Record extracts:
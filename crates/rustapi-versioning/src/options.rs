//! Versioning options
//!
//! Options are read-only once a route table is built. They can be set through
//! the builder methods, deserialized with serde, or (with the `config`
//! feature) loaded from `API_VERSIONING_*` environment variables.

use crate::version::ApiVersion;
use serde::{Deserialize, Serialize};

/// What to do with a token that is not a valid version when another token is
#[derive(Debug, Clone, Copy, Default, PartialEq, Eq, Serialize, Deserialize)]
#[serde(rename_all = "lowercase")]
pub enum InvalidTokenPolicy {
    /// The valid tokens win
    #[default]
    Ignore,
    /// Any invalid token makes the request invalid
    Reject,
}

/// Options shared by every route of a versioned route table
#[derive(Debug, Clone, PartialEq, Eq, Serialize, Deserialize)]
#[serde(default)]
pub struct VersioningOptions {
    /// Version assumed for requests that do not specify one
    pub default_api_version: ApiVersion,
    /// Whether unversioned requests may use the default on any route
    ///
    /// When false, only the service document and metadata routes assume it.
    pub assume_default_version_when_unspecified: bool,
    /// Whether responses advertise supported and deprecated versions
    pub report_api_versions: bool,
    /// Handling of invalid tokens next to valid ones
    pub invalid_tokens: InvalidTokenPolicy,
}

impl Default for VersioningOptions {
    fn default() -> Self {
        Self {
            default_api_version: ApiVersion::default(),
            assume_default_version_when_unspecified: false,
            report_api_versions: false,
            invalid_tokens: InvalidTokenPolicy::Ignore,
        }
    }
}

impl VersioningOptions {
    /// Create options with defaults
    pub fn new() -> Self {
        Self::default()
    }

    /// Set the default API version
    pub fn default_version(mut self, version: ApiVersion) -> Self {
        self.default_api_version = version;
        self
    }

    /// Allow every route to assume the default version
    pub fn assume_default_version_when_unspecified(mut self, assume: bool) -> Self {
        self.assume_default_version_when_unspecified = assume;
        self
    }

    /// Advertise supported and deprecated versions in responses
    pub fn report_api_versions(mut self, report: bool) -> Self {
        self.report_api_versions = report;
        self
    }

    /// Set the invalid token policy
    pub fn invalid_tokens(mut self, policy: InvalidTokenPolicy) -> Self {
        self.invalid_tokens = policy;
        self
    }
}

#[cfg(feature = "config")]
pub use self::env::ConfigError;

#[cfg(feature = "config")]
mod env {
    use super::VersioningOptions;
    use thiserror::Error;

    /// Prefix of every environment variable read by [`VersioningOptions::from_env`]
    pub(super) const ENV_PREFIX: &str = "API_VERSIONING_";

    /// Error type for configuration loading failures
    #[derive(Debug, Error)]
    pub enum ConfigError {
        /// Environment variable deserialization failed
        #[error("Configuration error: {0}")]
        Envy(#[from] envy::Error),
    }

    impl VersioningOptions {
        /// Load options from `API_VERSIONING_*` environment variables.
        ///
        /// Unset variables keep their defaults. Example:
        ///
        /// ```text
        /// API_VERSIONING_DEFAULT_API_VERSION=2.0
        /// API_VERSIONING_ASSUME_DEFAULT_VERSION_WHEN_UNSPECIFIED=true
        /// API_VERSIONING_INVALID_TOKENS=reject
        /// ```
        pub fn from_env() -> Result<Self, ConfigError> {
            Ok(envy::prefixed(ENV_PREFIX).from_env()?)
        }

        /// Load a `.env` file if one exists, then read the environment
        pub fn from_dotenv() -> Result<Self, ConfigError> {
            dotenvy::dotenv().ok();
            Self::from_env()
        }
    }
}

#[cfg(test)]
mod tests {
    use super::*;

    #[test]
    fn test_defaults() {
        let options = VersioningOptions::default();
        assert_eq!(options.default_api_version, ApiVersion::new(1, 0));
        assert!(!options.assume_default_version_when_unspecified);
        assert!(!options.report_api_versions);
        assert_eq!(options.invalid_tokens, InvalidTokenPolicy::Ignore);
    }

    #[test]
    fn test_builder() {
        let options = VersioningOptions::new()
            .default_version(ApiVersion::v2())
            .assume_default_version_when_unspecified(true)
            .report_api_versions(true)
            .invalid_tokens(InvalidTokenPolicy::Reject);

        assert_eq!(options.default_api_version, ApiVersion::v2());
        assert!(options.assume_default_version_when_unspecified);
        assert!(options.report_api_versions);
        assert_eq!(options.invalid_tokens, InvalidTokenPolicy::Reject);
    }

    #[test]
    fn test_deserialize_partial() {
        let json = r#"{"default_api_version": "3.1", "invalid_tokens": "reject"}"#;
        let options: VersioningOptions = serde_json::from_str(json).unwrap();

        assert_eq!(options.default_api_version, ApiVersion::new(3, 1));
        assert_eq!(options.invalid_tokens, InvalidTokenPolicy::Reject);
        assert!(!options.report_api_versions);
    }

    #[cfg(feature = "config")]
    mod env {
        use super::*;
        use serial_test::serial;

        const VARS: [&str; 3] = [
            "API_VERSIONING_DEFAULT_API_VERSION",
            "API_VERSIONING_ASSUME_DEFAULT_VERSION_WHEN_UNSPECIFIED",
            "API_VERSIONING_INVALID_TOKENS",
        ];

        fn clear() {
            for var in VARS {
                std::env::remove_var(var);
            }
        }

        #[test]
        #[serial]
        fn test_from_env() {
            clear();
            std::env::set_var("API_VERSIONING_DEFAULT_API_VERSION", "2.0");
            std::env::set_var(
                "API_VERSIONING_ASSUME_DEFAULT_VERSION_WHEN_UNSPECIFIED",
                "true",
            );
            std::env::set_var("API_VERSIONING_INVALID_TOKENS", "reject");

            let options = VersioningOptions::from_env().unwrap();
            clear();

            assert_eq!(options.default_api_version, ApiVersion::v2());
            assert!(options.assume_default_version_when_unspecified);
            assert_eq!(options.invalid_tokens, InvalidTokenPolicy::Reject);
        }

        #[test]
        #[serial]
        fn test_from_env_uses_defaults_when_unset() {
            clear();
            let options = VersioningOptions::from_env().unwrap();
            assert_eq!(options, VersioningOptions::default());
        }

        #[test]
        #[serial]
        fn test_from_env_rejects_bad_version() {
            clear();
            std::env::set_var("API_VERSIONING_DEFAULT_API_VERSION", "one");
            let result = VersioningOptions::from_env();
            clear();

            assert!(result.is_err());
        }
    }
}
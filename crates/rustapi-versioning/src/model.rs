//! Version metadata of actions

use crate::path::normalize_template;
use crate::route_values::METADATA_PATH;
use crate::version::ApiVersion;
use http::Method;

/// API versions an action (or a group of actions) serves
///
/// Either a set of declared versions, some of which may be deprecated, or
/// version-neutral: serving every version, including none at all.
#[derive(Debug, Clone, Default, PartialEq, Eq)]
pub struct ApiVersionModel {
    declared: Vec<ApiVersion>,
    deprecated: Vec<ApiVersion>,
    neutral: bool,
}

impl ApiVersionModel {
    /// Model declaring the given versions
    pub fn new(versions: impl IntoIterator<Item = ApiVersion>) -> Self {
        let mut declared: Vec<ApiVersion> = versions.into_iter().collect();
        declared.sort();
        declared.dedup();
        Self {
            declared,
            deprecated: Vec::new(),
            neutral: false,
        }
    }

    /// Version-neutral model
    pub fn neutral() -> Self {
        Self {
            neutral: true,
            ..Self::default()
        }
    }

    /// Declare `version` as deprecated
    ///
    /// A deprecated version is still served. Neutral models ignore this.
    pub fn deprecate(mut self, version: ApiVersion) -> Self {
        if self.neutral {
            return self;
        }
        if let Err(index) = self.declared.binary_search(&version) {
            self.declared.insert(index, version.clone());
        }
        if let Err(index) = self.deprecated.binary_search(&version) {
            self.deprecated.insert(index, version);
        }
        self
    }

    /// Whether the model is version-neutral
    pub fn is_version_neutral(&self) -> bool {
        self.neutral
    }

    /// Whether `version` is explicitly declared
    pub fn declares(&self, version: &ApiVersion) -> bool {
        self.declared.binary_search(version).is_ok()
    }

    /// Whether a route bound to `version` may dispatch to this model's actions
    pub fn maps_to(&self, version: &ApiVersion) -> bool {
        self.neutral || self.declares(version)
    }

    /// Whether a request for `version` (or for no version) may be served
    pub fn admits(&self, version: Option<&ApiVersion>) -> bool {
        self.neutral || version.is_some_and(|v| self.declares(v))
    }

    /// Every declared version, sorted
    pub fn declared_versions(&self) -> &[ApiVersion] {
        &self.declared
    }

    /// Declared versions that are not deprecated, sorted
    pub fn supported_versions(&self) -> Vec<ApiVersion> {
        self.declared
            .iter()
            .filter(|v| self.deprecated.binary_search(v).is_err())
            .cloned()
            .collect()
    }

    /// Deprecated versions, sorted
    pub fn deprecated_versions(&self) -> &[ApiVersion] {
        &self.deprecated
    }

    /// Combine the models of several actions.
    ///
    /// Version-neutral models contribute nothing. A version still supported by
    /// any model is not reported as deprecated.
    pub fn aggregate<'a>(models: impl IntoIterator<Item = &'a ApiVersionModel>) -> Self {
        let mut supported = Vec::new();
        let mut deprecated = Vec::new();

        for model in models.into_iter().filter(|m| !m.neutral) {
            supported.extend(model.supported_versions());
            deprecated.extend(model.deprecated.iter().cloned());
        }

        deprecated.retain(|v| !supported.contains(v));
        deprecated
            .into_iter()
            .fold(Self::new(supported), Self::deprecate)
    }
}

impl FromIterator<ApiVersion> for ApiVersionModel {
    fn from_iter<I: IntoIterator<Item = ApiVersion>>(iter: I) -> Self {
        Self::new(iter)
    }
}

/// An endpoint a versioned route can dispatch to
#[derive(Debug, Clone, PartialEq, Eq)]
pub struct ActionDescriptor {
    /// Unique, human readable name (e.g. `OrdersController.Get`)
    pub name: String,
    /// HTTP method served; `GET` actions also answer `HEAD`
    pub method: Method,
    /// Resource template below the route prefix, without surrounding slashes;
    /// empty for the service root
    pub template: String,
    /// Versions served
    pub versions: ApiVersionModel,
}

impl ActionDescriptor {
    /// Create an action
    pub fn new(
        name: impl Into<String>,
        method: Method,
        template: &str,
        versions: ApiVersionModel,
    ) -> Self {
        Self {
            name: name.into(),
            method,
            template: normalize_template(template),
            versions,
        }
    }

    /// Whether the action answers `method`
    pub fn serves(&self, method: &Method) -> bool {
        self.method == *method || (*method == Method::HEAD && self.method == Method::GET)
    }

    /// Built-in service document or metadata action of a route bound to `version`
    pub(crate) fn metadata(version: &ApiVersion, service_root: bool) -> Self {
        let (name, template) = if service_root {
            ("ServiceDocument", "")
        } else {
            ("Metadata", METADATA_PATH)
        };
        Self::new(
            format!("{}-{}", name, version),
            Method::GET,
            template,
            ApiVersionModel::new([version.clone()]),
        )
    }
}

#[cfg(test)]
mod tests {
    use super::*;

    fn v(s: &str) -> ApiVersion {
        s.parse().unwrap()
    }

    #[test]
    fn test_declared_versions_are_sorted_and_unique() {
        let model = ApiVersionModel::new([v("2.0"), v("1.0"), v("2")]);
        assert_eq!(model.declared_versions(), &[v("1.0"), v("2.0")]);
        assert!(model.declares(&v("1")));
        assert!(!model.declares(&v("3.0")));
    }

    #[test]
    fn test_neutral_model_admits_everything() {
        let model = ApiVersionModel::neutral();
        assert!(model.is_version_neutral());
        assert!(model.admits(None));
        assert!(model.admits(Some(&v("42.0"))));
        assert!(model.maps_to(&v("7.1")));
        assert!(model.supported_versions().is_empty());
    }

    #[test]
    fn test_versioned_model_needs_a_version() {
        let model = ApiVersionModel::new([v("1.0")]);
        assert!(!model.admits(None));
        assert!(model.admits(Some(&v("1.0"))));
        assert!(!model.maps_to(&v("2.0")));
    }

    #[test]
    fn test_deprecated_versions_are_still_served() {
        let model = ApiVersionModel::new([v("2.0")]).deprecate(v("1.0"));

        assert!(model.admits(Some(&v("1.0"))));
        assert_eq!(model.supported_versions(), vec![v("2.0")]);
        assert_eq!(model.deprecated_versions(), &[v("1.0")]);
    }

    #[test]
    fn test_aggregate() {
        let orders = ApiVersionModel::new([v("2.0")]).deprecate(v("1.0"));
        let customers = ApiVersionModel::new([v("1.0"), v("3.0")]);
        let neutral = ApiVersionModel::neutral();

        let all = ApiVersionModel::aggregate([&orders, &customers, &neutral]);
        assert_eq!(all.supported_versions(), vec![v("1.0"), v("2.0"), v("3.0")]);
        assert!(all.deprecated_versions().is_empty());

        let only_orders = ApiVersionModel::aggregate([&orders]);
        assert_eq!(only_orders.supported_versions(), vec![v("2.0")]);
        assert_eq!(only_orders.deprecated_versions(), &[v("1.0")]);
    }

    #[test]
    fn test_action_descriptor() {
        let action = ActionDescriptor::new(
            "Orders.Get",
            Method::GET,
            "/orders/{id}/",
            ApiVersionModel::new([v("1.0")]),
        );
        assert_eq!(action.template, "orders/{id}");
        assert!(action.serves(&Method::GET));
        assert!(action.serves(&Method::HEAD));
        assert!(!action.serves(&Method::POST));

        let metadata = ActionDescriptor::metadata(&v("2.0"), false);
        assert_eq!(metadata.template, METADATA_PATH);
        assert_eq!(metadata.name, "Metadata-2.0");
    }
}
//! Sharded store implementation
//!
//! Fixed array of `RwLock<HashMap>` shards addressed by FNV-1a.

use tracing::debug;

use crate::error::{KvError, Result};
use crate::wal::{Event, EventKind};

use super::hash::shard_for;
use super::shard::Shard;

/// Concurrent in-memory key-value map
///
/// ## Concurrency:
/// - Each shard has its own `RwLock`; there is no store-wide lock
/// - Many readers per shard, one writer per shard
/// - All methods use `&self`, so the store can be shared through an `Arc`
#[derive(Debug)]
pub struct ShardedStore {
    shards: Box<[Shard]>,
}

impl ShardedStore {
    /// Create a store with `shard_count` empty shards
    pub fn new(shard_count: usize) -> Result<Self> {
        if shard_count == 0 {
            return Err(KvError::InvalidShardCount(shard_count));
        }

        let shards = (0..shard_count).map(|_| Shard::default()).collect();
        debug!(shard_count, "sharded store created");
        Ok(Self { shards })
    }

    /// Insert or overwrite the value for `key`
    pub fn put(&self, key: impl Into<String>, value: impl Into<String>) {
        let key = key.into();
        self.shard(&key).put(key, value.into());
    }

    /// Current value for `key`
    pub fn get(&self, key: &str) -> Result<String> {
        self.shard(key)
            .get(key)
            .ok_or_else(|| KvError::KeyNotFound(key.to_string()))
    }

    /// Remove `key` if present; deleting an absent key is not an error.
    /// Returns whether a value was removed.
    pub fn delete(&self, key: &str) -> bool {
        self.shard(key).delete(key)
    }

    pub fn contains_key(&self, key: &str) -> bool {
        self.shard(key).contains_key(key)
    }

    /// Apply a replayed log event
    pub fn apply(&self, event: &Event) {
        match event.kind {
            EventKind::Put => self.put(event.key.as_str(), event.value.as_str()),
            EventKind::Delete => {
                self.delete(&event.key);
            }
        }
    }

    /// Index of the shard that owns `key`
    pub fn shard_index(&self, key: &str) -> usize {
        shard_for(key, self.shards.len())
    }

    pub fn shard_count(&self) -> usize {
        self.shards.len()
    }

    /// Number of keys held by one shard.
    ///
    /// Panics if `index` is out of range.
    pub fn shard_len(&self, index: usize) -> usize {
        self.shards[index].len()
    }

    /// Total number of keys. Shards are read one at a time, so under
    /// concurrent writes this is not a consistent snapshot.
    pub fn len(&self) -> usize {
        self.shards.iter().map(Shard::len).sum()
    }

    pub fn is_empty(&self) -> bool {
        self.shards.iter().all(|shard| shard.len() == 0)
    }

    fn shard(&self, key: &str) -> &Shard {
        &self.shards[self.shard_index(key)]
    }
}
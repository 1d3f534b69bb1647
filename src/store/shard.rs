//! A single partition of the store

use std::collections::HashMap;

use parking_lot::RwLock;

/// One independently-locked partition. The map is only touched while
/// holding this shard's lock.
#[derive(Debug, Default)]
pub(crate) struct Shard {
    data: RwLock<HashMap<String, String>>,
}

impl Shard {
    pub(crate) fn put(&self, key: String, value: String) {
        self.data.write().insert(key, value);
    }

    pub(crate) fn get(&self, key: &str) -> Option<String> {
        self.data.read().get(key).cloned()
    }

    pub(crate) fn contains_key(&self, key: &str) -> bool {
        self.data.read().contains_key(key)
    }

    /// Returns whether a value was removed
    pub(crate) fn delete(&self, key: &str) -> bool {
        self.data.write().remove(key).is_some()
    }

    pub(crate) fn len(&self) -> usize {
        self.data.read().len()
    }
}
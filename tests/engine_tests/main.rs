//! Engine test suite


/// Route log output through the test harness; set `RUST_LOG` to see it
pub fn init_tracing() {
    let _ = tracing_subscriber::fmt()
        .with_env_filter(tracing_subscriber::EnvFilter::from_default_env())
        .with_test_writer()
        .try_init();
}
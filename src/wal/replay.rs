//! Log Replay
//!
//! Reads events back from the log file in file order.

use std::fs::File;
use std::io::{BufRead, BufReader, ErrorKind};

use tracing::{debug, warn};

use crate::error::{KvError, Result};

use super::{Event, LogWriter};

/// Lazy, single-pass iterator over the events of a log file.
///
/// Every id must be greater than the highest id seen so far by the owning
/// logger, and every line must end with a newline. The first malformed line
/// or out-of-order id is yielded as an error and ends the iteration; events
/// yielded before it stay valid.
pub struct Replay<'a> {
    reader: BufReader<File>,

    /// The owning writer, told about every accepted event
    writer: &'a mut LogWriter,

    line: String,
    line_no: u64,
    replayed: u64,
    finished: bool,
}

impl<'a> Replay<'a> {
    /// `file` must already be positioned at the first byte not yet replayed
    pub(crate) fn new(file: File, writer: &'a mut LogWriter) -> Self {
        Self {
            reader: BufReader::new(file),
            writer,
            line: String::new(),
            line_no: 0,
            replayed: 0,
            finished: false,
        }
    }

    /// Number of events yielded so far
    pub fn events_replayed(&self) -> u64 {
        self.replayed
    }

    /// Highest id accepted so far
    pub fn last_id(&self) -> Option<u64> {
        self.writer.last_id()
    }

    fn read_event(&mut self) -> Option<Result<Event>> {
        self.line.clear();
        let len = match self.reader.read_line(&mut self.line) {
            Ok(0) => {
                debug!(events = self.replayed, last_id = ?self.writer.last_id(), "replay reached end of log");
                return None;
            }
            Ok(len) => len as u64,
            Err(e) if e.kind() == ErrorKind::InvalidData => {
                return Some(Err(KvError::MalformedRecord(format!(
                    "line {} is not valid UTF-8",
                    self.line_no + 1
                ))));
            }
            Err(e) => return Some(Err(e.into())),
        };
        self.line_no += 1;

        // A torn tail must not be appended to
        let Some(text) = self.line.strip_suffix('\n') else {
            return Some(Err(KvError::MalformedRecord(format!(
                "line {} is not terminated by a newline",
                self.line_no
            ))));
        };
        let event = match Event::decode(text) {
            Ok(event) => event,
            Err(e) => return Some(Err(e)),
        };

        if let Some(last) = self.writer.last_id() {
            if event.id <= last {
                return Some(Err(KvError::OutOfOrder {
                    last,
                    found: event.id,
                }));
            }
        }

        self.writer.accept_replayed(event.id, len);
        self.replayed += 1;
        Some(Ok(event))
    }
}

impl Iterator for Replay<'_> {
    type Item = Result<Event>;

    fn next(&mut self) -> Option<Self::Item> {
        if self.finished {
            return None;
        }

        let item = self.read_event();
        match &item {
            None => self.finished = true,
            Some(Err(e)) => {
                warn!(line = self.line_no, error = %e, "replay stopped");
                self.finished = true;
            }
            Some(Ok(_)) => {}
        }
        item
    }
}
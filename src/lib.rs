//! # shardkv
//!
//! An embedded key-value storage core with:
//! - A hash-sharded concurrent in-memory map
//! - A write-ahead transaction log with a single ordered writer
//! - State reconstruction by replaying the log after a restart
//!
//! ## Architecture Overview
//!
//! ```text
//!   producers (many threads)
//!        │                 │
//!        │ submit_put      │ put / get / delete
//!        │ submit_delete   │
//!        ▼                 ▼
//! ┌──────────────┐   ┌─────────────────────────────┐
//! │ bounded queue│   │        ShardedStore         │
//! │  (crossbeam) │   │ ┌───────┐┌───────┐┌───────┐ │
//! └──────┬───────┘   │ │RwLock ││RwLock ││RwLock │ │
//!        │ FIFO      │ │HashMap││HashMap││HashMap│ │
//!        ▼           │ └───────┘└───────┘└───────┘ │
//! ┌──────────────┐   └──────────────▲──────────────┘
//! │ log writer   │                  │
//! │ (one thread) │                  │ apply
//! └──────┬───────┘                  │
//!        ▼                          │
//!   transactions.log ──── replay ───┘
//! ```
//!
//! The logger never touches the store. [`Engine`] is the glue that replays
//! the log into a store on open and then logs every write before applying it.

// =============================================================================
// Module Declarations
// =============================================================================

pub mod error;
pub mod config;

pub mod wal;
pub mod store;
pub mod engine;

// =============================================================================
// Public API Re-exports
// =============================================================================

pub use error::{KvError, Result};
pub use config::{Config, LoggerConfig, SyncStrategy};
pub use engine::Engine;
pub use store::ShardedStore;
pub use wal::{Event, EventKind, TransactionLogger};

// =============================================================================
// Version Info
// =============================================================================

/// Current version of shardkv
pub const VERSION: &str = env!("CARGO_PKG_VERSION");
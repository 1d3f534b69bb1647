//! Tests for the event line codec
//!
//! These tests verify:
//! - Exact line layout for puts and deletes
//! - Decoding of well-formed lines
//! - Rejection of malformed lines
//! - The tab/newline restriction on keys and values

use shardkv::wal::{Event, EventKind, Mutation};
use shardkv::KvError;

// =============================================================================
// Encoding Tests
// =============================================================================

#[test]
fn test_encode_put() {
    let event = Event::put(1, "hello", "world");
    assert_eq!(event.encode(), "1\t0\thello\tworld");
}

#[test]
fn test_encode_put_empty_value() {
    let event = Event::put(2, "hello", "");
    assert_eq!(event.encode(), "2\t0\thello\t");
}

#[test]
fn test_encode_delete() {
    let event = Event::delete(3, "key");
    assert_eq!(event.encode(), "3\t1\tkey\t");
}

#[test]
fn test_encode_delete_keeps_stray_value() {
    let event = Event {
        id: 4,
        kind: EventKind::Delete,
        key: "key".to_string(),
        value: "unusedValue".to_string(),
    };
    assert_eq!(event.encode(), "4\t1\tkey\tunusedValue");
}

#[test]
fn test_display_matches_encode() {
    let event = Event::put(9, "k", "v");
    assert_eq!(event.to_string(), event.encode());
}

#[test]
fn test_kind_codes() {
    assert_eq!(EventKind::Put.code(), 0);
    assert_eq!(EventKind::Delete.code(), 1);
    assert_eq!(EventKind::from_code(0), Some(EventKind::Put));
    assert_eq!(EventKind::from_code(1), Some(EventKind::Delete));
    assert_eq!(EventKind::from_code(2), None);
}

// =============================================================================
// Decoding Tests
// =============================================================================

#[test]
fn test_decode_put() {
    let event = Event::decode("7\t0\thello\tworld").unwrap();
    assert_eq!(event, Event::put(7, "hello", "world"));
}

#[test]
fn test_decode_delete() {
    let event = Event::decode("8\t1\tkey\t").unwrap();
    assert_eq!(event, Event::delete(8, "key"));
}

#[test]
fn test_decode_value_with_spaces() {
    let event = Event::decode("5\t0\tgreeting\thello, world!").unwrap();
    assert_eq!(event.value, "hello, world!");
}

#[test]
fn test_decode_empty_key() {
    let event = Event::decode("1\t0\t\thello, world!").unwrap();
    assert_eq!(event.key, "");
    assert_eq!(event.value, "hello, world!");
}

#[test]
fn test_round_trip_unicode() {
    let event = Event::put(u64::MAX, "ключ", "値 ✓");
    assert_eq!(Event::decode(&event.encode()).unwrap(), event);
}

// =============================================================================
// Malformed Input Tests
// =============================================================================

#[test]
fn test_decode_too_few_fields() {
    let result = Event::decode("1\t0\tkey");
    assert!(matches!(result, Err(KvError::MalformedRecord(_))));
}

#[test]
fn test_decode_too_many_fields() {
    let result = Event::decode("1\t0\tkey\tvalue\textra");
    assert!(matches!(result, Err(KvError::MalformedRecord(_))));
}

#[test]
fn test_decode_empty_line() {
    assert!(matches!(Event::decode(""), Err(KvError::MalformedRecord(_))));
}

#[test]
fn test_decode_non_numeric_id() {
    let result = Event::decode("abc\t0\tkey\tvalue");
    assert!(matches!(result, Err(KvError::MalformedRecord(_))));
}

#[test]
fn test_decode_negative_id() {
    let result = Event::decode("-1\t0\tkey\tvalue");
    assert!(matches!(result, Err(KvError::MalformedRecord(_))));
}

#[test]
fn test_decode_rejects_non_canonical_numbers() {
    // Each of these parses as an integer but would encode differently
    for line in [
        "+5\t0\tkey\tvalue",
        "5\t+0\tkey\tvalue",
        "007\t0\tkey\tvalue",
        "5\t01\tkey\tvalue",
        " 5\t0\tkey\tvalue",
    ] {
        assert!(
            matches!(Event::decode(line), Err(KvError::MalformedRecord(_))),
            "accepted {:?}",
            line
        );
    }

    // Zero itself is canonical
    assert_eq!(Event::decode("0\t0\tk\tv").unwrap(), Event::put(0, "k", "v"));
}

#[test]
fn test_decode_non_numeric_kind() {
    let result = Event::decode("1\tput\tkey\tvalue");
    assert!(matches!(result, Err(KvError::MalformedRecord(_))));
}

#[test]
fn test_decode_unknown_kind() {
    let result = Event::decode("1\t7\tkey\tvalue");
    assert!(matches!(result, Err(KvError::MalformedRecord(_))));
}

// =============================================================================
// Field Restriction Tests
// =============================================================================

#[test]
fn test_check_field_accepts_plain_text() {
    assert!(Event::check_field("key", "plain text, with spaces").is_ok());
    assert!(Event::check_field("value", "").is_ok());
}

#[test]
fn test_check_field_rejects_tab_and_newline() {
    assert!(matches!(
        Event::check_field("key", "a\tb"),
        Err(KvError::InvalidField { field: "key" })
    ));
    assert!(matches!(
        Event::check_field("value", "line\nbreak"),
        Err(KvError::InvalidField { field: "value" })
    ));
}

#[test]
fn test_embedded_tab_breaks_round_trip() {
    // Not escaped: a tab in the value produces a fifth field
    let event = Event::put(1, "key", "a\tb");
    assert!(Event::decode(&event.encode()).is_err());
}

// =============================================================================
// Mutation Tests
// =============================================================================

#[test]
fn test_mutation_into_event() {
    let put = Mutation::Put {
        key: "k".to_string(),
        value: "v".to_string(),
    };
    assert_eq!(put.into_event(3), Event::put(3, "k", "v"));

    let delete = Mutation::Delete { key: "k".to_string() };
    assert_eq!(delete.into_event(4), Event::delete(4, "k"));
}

Exercise directions: Across the listing above, report every line where "memory" occurs.

Answer below:
/// Concurrent in-memory key-value map
//! - A hash-sharded concurrent in-memory map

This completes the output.